◆ Your objective
Of the entries below, restate word for word only the section that runs from the line with "outcomes for tests" to the line with "use std::collections::VecDeque;", counting both ends.

◆ Dataset entries
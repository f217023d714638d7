//! Payment providers.
//!
//! The shop only needs two calls: charge an amount and, if tickets could not
//! be committed afterwards, refund it. [`SimulatedPaymentGateway`] stands in
//! for M-Pesa / Airtel Money / card processing by waiting a fixed delay and
//! approving. [`ScriptedPaymentGateway`] replays queued outcomes for tests
//! and demos.

use crate::error::CheckoutError;
use crate::types::{Money, PaymentId, PaymentMethod};
use futures::future::{BoxFuture, FutureExt};
use std::collections::VecDeque;
use std::sync::{Arc, Mutex};
use std::time::Duration;
use thiserror::Error;

/// Payment gateway result
pub type GatewayResult<T> = Result<T, PaymentGatewayError>;

/// Boxed gateway future
pub type GatewayFuture<T> = BoxFuture<'static, GatewayResult<T>>;

/// Payment gateway error
#[derive(Error, Debug, Clone, PartialEq, Eq)]
pub enum PaymentGatewayError {
    /// Payment refused by the provider
    #[error("Payment declined: {reason}")]
    Declined {
        /// Decline reason
        reason: String,
    },
    /// Wallet or card balance too low
    #[error("Insufficient funds")]
    InsufficientFunds,
    /// Provider did not answer
    #[error("Gateway timeout")]
    Timeout,
    /// Other error
    #[error("Payment error: {message}")]
    Other {
        /// Error message
        message: String,
    },
}

impl From<PaymentGatewayError> for CheckoutError {
    fn from(e: PaymentGatewayError) -> Self {
        match e {
            PaymentGatewayError::Declined { reason } => Self::Declined { reason },
            PaymentGatewayError::InsufficientFunds => Self::Declined {
                reason: "insufficient funds".to_string(),
            },
            PaymentGatewayError::Timeout => Self::Timeout,
            PaymentGatewayError::Other { message } => Self::Gateway { message },
        }
    }
}

/// Approved charge
#[derive(Debug, Clone, PartialEq, Eq)]
pub struct PaymentTransaction {
    /// Payment ID (internal)
    pub payment_id: PaymentId,
    /// Gateway transaction ID
    pub transaction_id: String,
    /// Amount charged
    pub amount: Money,
    /// Payment method used
    pub method: PaymentMethod,
}

/// Payment gateway trait
///
/// Returns boxed futures so the gateway can live behind `Arc<dyn _>` in the
/// shop environment.
pub trait PaymentGateway: Send + Sync {
    /// Charge `amount`.
    ///
    /// # Errors
    ///
    /// Returns error if payment fails
    fn process_payment(
        &self,
        payment_id: PaymentId,
        amount: Money,
        method: PaymentMethod,
    ) -> GatewayFuture<PaymentTransaction>;

    /// Reverse an approved charge, returning the refund reference.
    ///
    /// # Errors
    ///
    /// Returns error if refund fails
    fn refund_payment(&self, transaction_id: &str, amount: Money) -> GatewayFuture<String>;
}

/// Always-approving gateway with a fixed processing delay.
#[derive(Clone, Debug)]
pub struct SimulatedPaymentGateway {
    delay: Duration,
}

impl SimulatedPaymentGateway {
    /// Processing delay used when none is configured
    pub const DEFAULT_DELAY: Duration = Duration::from_secs(2);

    /// Gateway that takes `delay` to approve each payment
    #[must_use]
    pub const fn new(delay: Duration) -> Self {
        Self { delay }
    }

    /// Creates an Arc-wrapped instance for sharing
    #[must_use]
    pub fn shared(delay: Duration) -> Arc<dyn PaymentGateway> {
        Arc::new(Self::new(delay))
    }
}

impl Default for SimulatedPaymentGateway {
    fn default() -> Self {
        Self::new(Self::DEFAULT_DELAY)
    }
}

impl PaymentGateway for SimulatedPaymentGateway {
    fn process_payment(
        &self,
        payment_id: PaymentId,
        amount: Money,
        method: PaymentMethod,
    ) -> GatewayFuture<PaymentTransaction> {
        let delay = self.delay;
        async move {
            tokio::time::sleep(delay).await;

            let transaction_id = format!("sim_txn_{}", uuid::Uuid::new_v4());

            tracing::info!(
                payment_id = %payment_id,
                amount = amount.shillings(),
                method = %method,
                transaction_id = %transaction_id,
                "Simulated payment approved"
            );

            Ok(PaymentTransaction {
                payment_id,
                transaction_id,
                amount,
                method,
            })
        }
        .boxed()
    }

    fn refund_payment(&self, transaction_id: &str, amount: Money) -> GatewayFuture<String> {
        let transaction_id = transaction_id.to_string();
        let delay = self.delay;
        async move {
            tokio::time::sleep(delay).await;

            let refund_id = format!("sim_refund_{}", uuid::Uuid::new_v4());

            tracing::info!(
                transaction_id = %transaction_id,
                amount = amount.shillings(),
                refund_id = %refund_id,
                "Simulated refund processed"
            );

            Ok(refund_id)
        }
        .boxed()
    }
}

/// Gateway that replays queued outcomes, approving once the queue is empty.
///
/// Clones share the queue and the refund log.
#[derive(Clone, Debug, Default)]
pub struct ScriptedPaymentGateway {
    delay: Duration,
    outcomes: Arc<Mutex<VecDeque<Result<(), PaymentGatewayError>>>>,
    charges: Arc<Mutex<Vec<PaymentId>>>,
    refunds: Arc<Mutex<Vec<String>>>,
}

impl ScriptedPaymentGateway {
    /// Instant gateway with an empty script
    #[must_use]
    pub fn new() -> Self {
        Self::default()
    }

    /// Wait `delay` before answering
    #[must_use]
    pub fn with_delay(mut self, delay: Duration) -> Self {
        self.delay = delay;
        self
    }

    /// Queue a decline for the next charge
    #[must_use]
    pub fn then_decline(self, reason: &str) -> Self {
        self.push(Err(PaymentGatewayError::Declined {
            reason: reason.to_string(),
        }));
        self
    }

    /// Queue an arbitrary failure for the next charge
    #[must_use]
    pub fn then_fail(self, error: PaymentGatewayError) -> Self {
        self.push(Err(error));
        self
    }

    /// Queue an approval for the next charge
    #[must_use]
    pub fn then_approve(self) -> Self {
        self.push(Ok(()));
        self
    }

    fn push(&self, outcome: Result<(), PaymentGatewayError>) {
        if let Ok(mut queue) = self.outcomes.lock() {
            queue.push_back(outcome);
        }
    }

    /// Payment ids charged so far (approved or not)
    #[must_use]
    pub fn charges(&self) -> Vec<PaymentId> {
        self.charges.lock().map(|c| c.clone()).unwrap_or_default()
    }

    /// Transaction ids refunded so far
    #[must_use]
    pub fn refunds(&self) -> Vec<String> {
        self.refunds.lock().map(|r| r.clone()).unwrap_or_default()
    }

    /// Arc-wrapped handle sharing this script
    #[must_use]
    pub fn shared(&self) -> Arc<dyn PaymentGateway> {
        Arc::new(self.clone())
    }
}

impl PaymentGateway for ScriptedPaymentGateway {
    fn process_payment(
        &self,
        payment_id: PaymentId,
        amount: Money,
        method: PaymentMethod,
    ) -> GatewayFuture<PaymentTransaction> {
        let outcome = self
            .outcomes
            .lock()
            .ok()
            .and_then(|mut queue| queue.pop_front())
            .unwrap_or(Ok(()));
        if let Ok(mut charges) = self.charges.lock() {
            charges.push(payment_id);
        }
        let delay = self.delay;
        async move {
            if !delay.is_zero() {
                tokio::time::sleep(delay).await;
            }
            outcome.map(|()| PaymentTransaction {
                payment_id,
                transaction_id: format!("scripted_txn_{payment_id}"),
                amount,
                method,
            })
        }
        .boxed()
    }

    fn refund_payment(&self, transaction_id: &str, _amount: Money) -> GatewayFuture<String> {
        if let Ok(mut refunds) = self.refunds.lock() {
            refunds.push(transaction_id.to_string());
        }
        let refund_id = format!("scripted_refund_{transaction_id}");
        async move { Ok(refund_id) }.boxed()
    }
}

◆ Solution below
//! approving. [`ScriptedPaymentGateway`] replays queued outcomes for tests
//! and demos.

use crate::error::CheckoutError;
use crate::types::{Money, PaymentId, PaymentMethod};
use futures::future::{BoxFuture, FutureExt};
use std::collections::VecDeque;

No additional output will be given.